EXTRACTED INFORMATION
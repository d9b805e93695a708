use demand_pressure::{
    escalation_progress, escalation_stage, format_number, signers_to_next_stage, EscalationStage,
};

#[test]
fn stage_boundaries_belong_to_the_higher_stage() {
    assert_eq!(escalation_stage(0), EscalationStage::Petition);
    assert_eq!(escalation_stage(999), EscalationStage::Petition);
    assert_eq!(escalation_stage(1_000), EscalationStage::Campaign);
    assert_eq!(escalation_stage(9_999), EscalationStage::Campaign);
    assert_eq!(escalation_stage(10_000), EscalationStage::Movement);
    assert_eq!(escalation_stage(99_999), EscalationStage::Movement);
    assert_eq!(escalation_stage(100_000), EscalationStage::Crisis);
    assert_eq!(escalation_stage(u64::MAX), EscalationStage::Crisis);
}

#[test]
fn stage_descriptors_are_contiguous() {
    let stages = EscalationStage::ALL;
    assert_eq!(stages[0].descriptor().min, 0);
    for pair in stages.windows(2) {
        let lower = pair[0].descriptor();
        let upper = pair[1].descriptor();
        assert_eq!(lower.max, Some(upper.min));
        assert!(pair[0] < pair[1]);
        assert_eq!(pair[0].next(), Some(pair[1]));
    }
    assert_eq!(EscalationStage::Crisis.descriptor().max, None);
    assert_eq!(EscalationStage::Crisis.next(), None);

    for stage in stages {
        assert!(stage.contains(stage.descriptor().min));
        assert_eq!(escalation_stage(stage.descriptor().min), stage);
    }
}

#[test]
fn progress_hits_breakpoints_at_stage_boundaries() {
    assert!((escalation_progress(0) - 0.0).abs() < 1e-9);
    assert!((escalation_progress(500) - 25.0).abs() < 1e-9);
    assert!((escalation_progress(1_000) - 50.0).abs() < 1e-9);
    assert!((escalation_progress(5_500) - 62.5).abs() < 1e-9);
    assert!((escalation_progress(10_000) - 75.0).abs() < 1e-9);
    assert!((escalation_progress(55_000) - 87.5).abs() < 1e-9);
    assert!((escalation_progress(100_000) - 100.0).abs() < 1e-9);
    assert!((escalation_progress(u64::MAX) - 100.0).abs() < 1e-9);

    assert!(escalation_progress(999) < 50.0);
    assert!(escalation_progress(9_999) < 75.0);
    assert!(escalation_progress(99_999) < 100.0);
}

#[test]
fn progress_and_stage_never_decrease() {
    let mut previous_progress = 0.0;
    let mut previous_stage = EscalationStage::Petition;
    let mut count = 0u64;
    while count <= 120_000 {
        let progress = escalation_progress(count);
        let stage = escalation_stage(count);
        assert!(progress >= previous_progress);
        assert!((0.0..=100.0).contains(&progress));
        assert!(stage >= previous_stage);
        previous_progress = progress;
        previous_stage = stage;
        count += 37;
    }
}

#[test]
fn signers_needed_to_reach_next_stage() {
    assert_eq!(signers_to_next_stage(0), Some(1_000));
    assert_eq!(signers_to_next_stage(999), Some(1));
    assert_eq!(signers_to_next_stage(1_000), Some(9_000));
    assert_eq!(signers_to_next_stage(99_000), Some(1_000));
    assert_eq!(signers_to_next_stage(100_000), None);
}

#[test]
fn formats_compact_numbers() {
    assert_eq!(format_number(0.0), "0");
    assert_eq!(format_number(999.0), "999");
    assert_eq!(format_number(1_000.0), "1.0K");
    assert_eq!(format_number(1_500.0), "1.5K");
    assert_eq!(format_number(1_250.0), "1.3K");
    assert_eq!(format_number(12_345.0), "12.3K");
    assert_eq!(format_number(1_000_000.0), "1.0M");
    assert_eq!(format_number(2_500_000.0), "2.5M");
}

#[test]
fn small_and_negative_numbers_print_plainly() {
    assert_eq!(format_number(42.0), "42");
    assert_eq!(format_number(12.5), "12.5");
    assert_eq!(format_number(-1_500.0), "-1500");
}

AIM OF THE TASK
Above are the records; from them, give again exactly the lines from the one containing "let stages = EscalationStage::ALL;" through the one containing "assert!((escalation_progress(1_000) - 50.0).abs()", both included.

ANSWER AREA
    let stages = EscalationStage::ALL;
    assert_eq!(stages[0].descriptor().min, 0);
    for pair in stages.windows(2) {
        let lower = pair[0].descriptor();
        let upper = pair[1].descriptor();
        assert_eq!(lower.max, Some(upper.min));
        assert!(pair[0] < pair[1]);
        assert_eq!(pair[0].next(), Some(pair[1]));
    }
    assert_eq!(EscalationStage::Crisis.descriptor().max, None);
    assert_eq!(EscalationStage::Crisis.next(), None);

    for stage in stages {
        assert!(stage.contains(stage.descriptor().min));
        assert_eq!(escalation_stage(stage.descriptor().min), stage);
    }
}

#[test]
fn progress_hits_breakpoints_at_stage_boundaries() {
    assert!((escalation_progress(0) - 0.0).abs() < 1e-9);
    assert!((escalation_progress(500) - 25.0).abs() < 1e-9);
    assert!((escalation_progress(1_000) - 50.0).abs() < 1e-9);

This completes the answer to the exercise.